Now, it only remains to show that \(Q_n\) is indistinguishable in the training phase from a “good” distribution that has low risk for least-norm interpolation.

\(D_n\) is good, but \(Q_n\) unfortunately cannot be contrasted to \(D_n\) in this manner. Because \(D_n\) never repeats training samples, the two have somewhat different distributions over interpolators \(h\). Instead, we define \(P_n\) in a slightly different way to have the nice interpolation properties of \(D_n\), while being identical to \(Q_n\) in the training phase.

\(P_n\): \(D_n\) but with extra samples

The idea with \(D_n\) is that it draws inputs \(x_i\) from \(P_n\), but that it will occasionally draw more than one and average their labels \(y_i\) together to produce a new label.

This provides indistinguishability from \(Q_n\) in the training phase. Both draw a collection of samples—with some of them appearing multiple times in the training set—and both minimum-norm interpolators will take these properties into account. This indistinguishability is proved in Lemma 7 and relies on careful choices of the number of original samples \(m\) for \(Q_n\) and the amount of repeated samples in \(P_n\). This idea is put together with Lemma 5 (which shows that \(Q_n\) has poor minimum-norm interpolation behavior) to show that \(\epsilon(h, n, \delta)\) cannot be small.

However, \(P_n\) is not a random distribution and it will not carry that repetition over to the “evaluation phase.” The distribution used to evaluate risk—like \(D_n\) and unlike \(Q_n\)—will not contain any of the same \(x_i\)’s that were used in the training phase. This causes the interpolation guarantees to be roughly the same as \(D_n\). This gives the gap we’re looking for, which is formalized in Lemma 10.

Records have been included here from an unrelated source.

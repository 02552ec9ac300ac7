use super::*;
use std::cell::{Cell, RefCell};
use std::rc::Rc;

type EventLog = Rc<RefCell<Vec<String>>>;

fn plain_pass() -> Pass {
    Pass::builder(Context::empty(), Dispatch::noop(), StateStore::new()).build()
}

/// Pass whose commit and render ports append to a shared log.
fn logging_pass(states: StateStore) -> (Pass, EventLog) {
    let log: EventLog = Rc::new(RefCell::new(Vec::new()));
    let commit_log = Rc::clone(&log);
    let render_log = Rc::clone(&log);
    let pass = build_pass(
        Context::empty(),
        Dispatch::noop(),
        states,
        move |states: &StateStore, id: ComponentId, state: Value| {
            commit_log.borrow_mut().push(format!("commit {}", id.raw()));
            states.insert(id, state);
        },
        move || render_log.borrow_mut().push("rerender".to_string()),
    );
    (pass, log)
}

fn label() -> ComponentDef {
    ComponentDef::new("Label", |bundle| {
        Element::from(bundle.prop("text").map(Value::to_display_string))
    })
}

#[test]
fn strings_pass_through_unchanged() {
    let pass = plain_pass();
    for s in ["", "hello", "  spaced  ", "<b>not markup</b>"] {
        let built = pass.build(&Element::text(s)).unwrap();
        assert_eq!(built.as_ref().and_then(VTree::as_text), Some(s));
    }
}

#[test]
fn numbers_become_decimal_text() {
    let pass = plain_pass();
    let cases = [(42.0, "42"), (-3.5, "-3.5"), (0.0, "0"), (0.25, "0.25")];
    for (n, expected) in cases {
        let built = pass.build(&Element::Number(n)).unwrap();
        assert_eq!(built.as_ref().and_then(VTree::as_text), Some(expected));
    }
}

#[test]
fn empty_builds_to_nothing() {
    let pass = plain_pass();
    assert!(pass.build(&Element::Empty).unwrap().is_none());
    assert!(pass.build(&Element::from(None::<String>)).unwrap().is_none());
}

#[test]
fn lists_keep_length_order_and_holes() {
    let pass = plain_pass();
    let list = Element::List(vec![
        Element::text("a"),
        Element::Empty,
        Element::Number(7.0),
        Element::List(vec![]),
    ]);
    let built = pass.build(&list).unwrap().unwrap();
    let items = built.as_list().unwrap();
    assert_eq!(items.len(), 4);
    assert_eq!(items[0].as_ref().and_then(VTree::as_text), Some("a"));
    assert!(items[1].is_none());
    assert_eq!(items[2].as_ref().and_then(VTree::as_text), Some("7"));
    assert_eq!(
        items[3].as_ref().and_then(VTree::as_list).map(<[_]>::len),
        Some(0)
    );
}

#[test]
fn intrinsic_nodes_normalize_once_and_build_children_first() {
    let normalized = Rc::new(Cell::new(0));
    let order: EventLog = Rc::new(RefCell::new(Vec::new()));

    let count = Rc::clone(&normalized);
    let normalizer = move |raw: &Props| {
        count.set(count.get() + 1);
        raw.clone()
    };

    struct Ordered(EventLog);
    impl NodeFactory for Ordered {
        fn make_node(&self, tag: &str, props: Props, children: Vec<Option<VTree>>) -> VTree {
            self.0.borrow_mut().push(tag.to_string());
            Hyperscript.make_node(tag, props, children)
        }
    }

    let pass = Pass::builder(Context::empty(), Dispatch::noop(), StateStore::new())
        .normalizer(normalizer)
        .node_factory(Ordered(Rc::clone(&order)))
        .build();

    let tree = h(
        "div",
        props([("id", "root")]),
        vec![h("span", Props::new(), vec!["c1".into()]), Element::text("c2")],
    );
    let built = pass.build(&tree).unwrap().unwrap();

    assert_eq!(normalized.get(), 2, "once for div, once for span");
    assert_eq!(*order.borrow(), vec!["span", "div"]);
    let div = built.as_node().unwrap();
    assert_eq!(div.children.len(), 2);
    assert_eq!(built.to_markup(), "<div id=\"root\"><span>c1</span>c2</div>");
}

#[test]
fn component_nodes_become_unrendered_widgets_with_raw_children() {
    let renders = Rc::new(Cell::new(0));
    let seen = Rc::clone(&renders);
    let card = ComponentDef::new("Card", move |bundle| {
        seen.set(seen.get() + 1);
        Element::List(bundle.children.to_vec())
    });
    let raw_children = vec![h("p", Props::new(), vec!["body".into()])];
    let pass = plain_pass();

    let built = pass
        .build(&Element::component(
            &card,
            props([("title", "Hi")]),
            raw_children.clone(),
        ))
        .unwrap()
        .unwrap();

    let widget = built.as_widget().expect("component builds to a widget");
    assert_eq!(renders.get(), 0, "render must not run during build");
    assert!(widget.component().ptr_eq(&card));
    assert_eq!(widget.props().get("title"), Some(&Value::from("Hi")));
    assert_eq!(widget.children(), raw_children.as_slice());
    assert!(widget.rendered().is_none());
    assert!(widget.pass().ptr_eq(&pass));
}

#[test]
fn children_of_components_are_not_normalized_during_build() {
    let normalized = Rc::new(Cell::new(0));
    let count = Rc::clone(&normalized);
    let pass = Pass::builder(Context::empty(), Dispatch::noop(), StateStore::new())
        .normalizer(move |raw: &Props| {
            count.set(count.get() + 1);
            raw.clone()
        })
        .build();
    let tree = Element::component(
        &label(),
        Props::new(),
        vec![h("b", props([("class", "x")]), vec![])],
    );
    pass.build(&tree).unwrap();
    assert_eq!(normalized.get(), 0);
}

#[test]
fn missing_render_is_an_error() {
    let ghost = ComponentDef::declared("Ghost");
    let err = plain_pass()
        .build(&Element::component(&ghost, Props::new(), vec![]))
        .unwrap_err();
    assert_eq!(
        err,
        BuildError::MissingRenderCapability {
            component: "Ghost".into()
        }
    );
    assert_eq!(err.to_string(), "no render() in component Ghost");
}

#[test]
fn missing_render_deep_in_the_tree_aborts_without_constructing_nodes() {
    let made = Rc::new(Cell::new(0));
    struct Counting(Rc<Cell<usize>>);
    impl NodeFactory for Counting {
        fn make_node(&self, tag: &str, props: Props, children: Vec<Option<VTree>>) -> VTree {
            self.0.set(self.0.get() + 1);
            Hyperscript.make_node(tag, props, children)
        }
    }
    let pass = Pass::builder(Context::empty(), Dispatch::noop(), StateStore::new())
        .node_factory(Counting(Rc::clone(&made)))
        .build();
    let tree = h(
        "section",
        Props::new(),
        vec![Element::component(
            &ComponentDef::declared("Ghost"),
            Props::new(),
            vec![],
        )],
    );
    assert!(pass.build(&tree).is_err());
    assert_eq!(made.get(), 0);
}

#[test]
fn set_state_commits_before_requesting_a_render() {
    let (pass, log) = logging_pass(StateStore::new());
    let id = ComponentId::new(5);
    pass.set_state(id, Value::from("a"));
    pass.set_state(id, Value::from("b"));
    assert_eq!(
        *log.borrow(),
        vec!["commit 5", "rerender", "commit 5", "rerender"]
    );
}

#[test]
fn each_render_request_observes_its_own_commit() {
    let states = StateStore::new();
    let id = ComponentId::new(5);
    let observed = Rc::new(RefCell::new(Vec::new()));
    let peek = Rc::clone(&observed);
    let store = states.clone();
    let pass = Pass::builder(Context::empty(), Dispatch::noop(), states)
        .scheduler(move || peek.borrow_mut().push(store.get(id)))
        .build();

    pass.set_state(id, Value::from(1));
    pass.set_state(id, Value::from(2));
    assert_eq!(
        *observed.borrow(),
        vec![Some(Value::from(1)), Some(Value::from(2))]
    );
}

#[test]
fn commit_state_never_requests_a_render() {
    let states = StateStore::new();
    let (pass, log) = logging_pass(states.clone());
    pass.commit_state(ComponentId::new(1), Value::from(true));
    pass.commit_state(ComponentId::new(1), Value::from(true));
    assert_eq!(*log.borrow(), vec!["commit 1", "commit 1"]);
    assert_eq!(states.get(ComponentId::new(1)), Some(Value::Bool(true)));
}

#[test]
fn set_state_default_stores_an_empty_map() {
    let states = StateStore::new();
    let (pass, log) = logging_pass(states.clone());
    pass.set_state_default(ComponentId::new(8));
    assert_eq!(states.get(ComponentId::new(8)), Some(Value::empty_map()));
    assert_eq!(log.borrow().len(), 2);
}

#[test]
fn states_is_the_store_the_pass_was_built_with() {
    let states = StateStore::new();
    let pass = Pass::builder(Context::empty(), Dispatch::noop(), states.clone()).build();
    assert!(pass.states().ptr_eq(&states));
    pass.commit_state(ComponentId::new(3), Value::from("x"));
    assert_eq!(states.get(ComponentId::new(3)), Some(Value::from("x")));
}

#[test]
fn component_ids_follow_position_and_keys() {
    let pass = plain_pass();
    let label = label();
    let row = |key: Option<&str>| {
        let el = Element::component(&label, Props::new(), vec![]);
        match key {
            Some(key) => el.with_key(key),
            None => el,
        }
    };

    let ids = |tree: &Element| -> Vec<ComponentId> {
        let built = pass.build(tree).unwrap().unwrap();
        built
            .as_list()
            .unwrap()
            .iter()
            .flatten()
            .filter_map(|item| item.as_widget().map(Widget::id))
            .collect()
    };

    let first = ids(&Element::List(vec![row(None), row(None)]));
    let again = ids(&Element::List(vec![row(None), row(None)]));
    assert_eq!(first, again);
    assert_ne!(first[0], first[1]);

    let keyed = ids(&Element::List(vec![row(Some("a")), row(Some("b"))]));
    let swapped = ids(&Element::List(vec![row(Some("b")), row(Some("a"))]));
    assert_eq!(keyed[0], swapped[1]);
    assert_eq!(keyed[1], swapped[0]);
}

#[test]
fn explicit_ids_bypass_the_identity_policy() {
    let built = plain_pass()
        .build(&Element::component(&label(), Props::new(), vec![]).with_id(ComponentId::new(77)))
        .unwrap()
        .unwrap();
    assert_eq!(built.as_widget().map(Widget::id), Some(ComponentId::new(77)));
}

#[test]
fn widgets_carry_the_pass_context_and_dispatch() {
    let ctx = Context::new("app");
    let dispatch = Dispatch::noop();
    let pass = Pass::builder(ctx.clone(), dispatch.clone(), StateStore::new()).build();
    let built = pass
        .build(&Element::component(&label(), Props::new(), vec![]))
        .unwrap()
        .unwrap();
    let widget = built.as_widget().unwrap();
    assert!(widget.context().ptr_eq(&ctx));
    assert!(widget.dispatch().ptr_eq(&dispatch));
}
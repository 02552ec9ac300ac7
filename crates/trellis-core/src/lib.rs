//! Component build pass and widget lifecycle for a virtual-DOM UI layer.
//!
//! A [`Pass`] walks a tree of [`Element`] descriptors and produces a
//! [`VTree`]. Intrinsic nodes are built eagerly through the node factory;
//! component nodes become [`Widget`]s that render later, when the hosting
//! runtime (for example [`Session`]) instantiates them. Components keep
//! their state in a shared [`StateStore`] addressed by [`ComponentId`] and
//! change it through [`Pass::set_state`] (commit, then request a render) or
//! [`Pass::commit_state`] (commit only).

pub mod collections;
pub mod component;
pub mod context;
pub mod element;
pub mod identity;
pub mod normalize;
pub mod pass;
pub mod platform;
pub mod session;
pub mod state;
pub mod value;
pub mod vtree;
pub mod widget;

pub use component::{
    ComponentBuilder, ComponentDef, RenderBundle, Renderable, StateUpdater, UpdateCheck,
};
pub use context::{Context, Dispatch};
pub use element::{h, Element, NodeElement, Tag};
pub use identity::{ComponentId, IdentityPolicy, IdentityScope, PathSegment, PositionalIdentity};
pub use normalize::{DefaultNormalizer, IdentityNormalizer, PropNormalizer};
pub use pass::{build_pass, Pass, PassBuilder};
pub use platform::{CoalescingScheduler, CommitState, NoopScheduler, RenderScheduler, StoreCommit};
pub use session::{RenderStats, Session, SessionOptions};
pub use state::StateStore;
pub use value::{number_to_string, props, Callback, Props, Value};
pub use vtree::{Hyperscript, NodeFactory, VNode, VTree};
pub use widget::{UpdateOutcome, Widget};

/// Errors raised while building an element tree or rendering a widget.
#[derive(Debug, Clone, PartialEq, Eq)]
pub enum BuildError {
    /// A component descriptor's definition has no render capability.
    MissingRenderCapability { component: String },
}

impl std::fmt::Display for BuildError {
    fn fmt(&self, f: &mut std::fmt::Formatter<'_>) -> std::fmt::Result {
        match self {
            BuildError::MissingRenderCapability { component } => {
                write!(f, "no render() in component {component}")
            }
        }
    }
}

impl std::error::Error for BuildError {}

#[cfg(test)]
#[path = "tests/pass_tests.rs"]
mod pass_tests;

#[cfg(test)]
#[path = "tests/widget_tests.rs"]
mod widget_tests;

#[cfg(test)]
#[path = "tests/session_tests.rs"]
mod session_tests;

Put together with Lemma 5, this gives the bound we’re looking for and concludes the story that the success (or lack thereof) of minimum-norm interpolation can only be understood by considering the data distribution, and not just the number of samples \(n\) and properties of the interpolants \(h\).

Thanks for reading the post! As always, I’d love to hear any thoughts and feedback. Writing these is very instructive for me to make sure I actually understand the ideas in these papers, and I hope they provide some value to you too.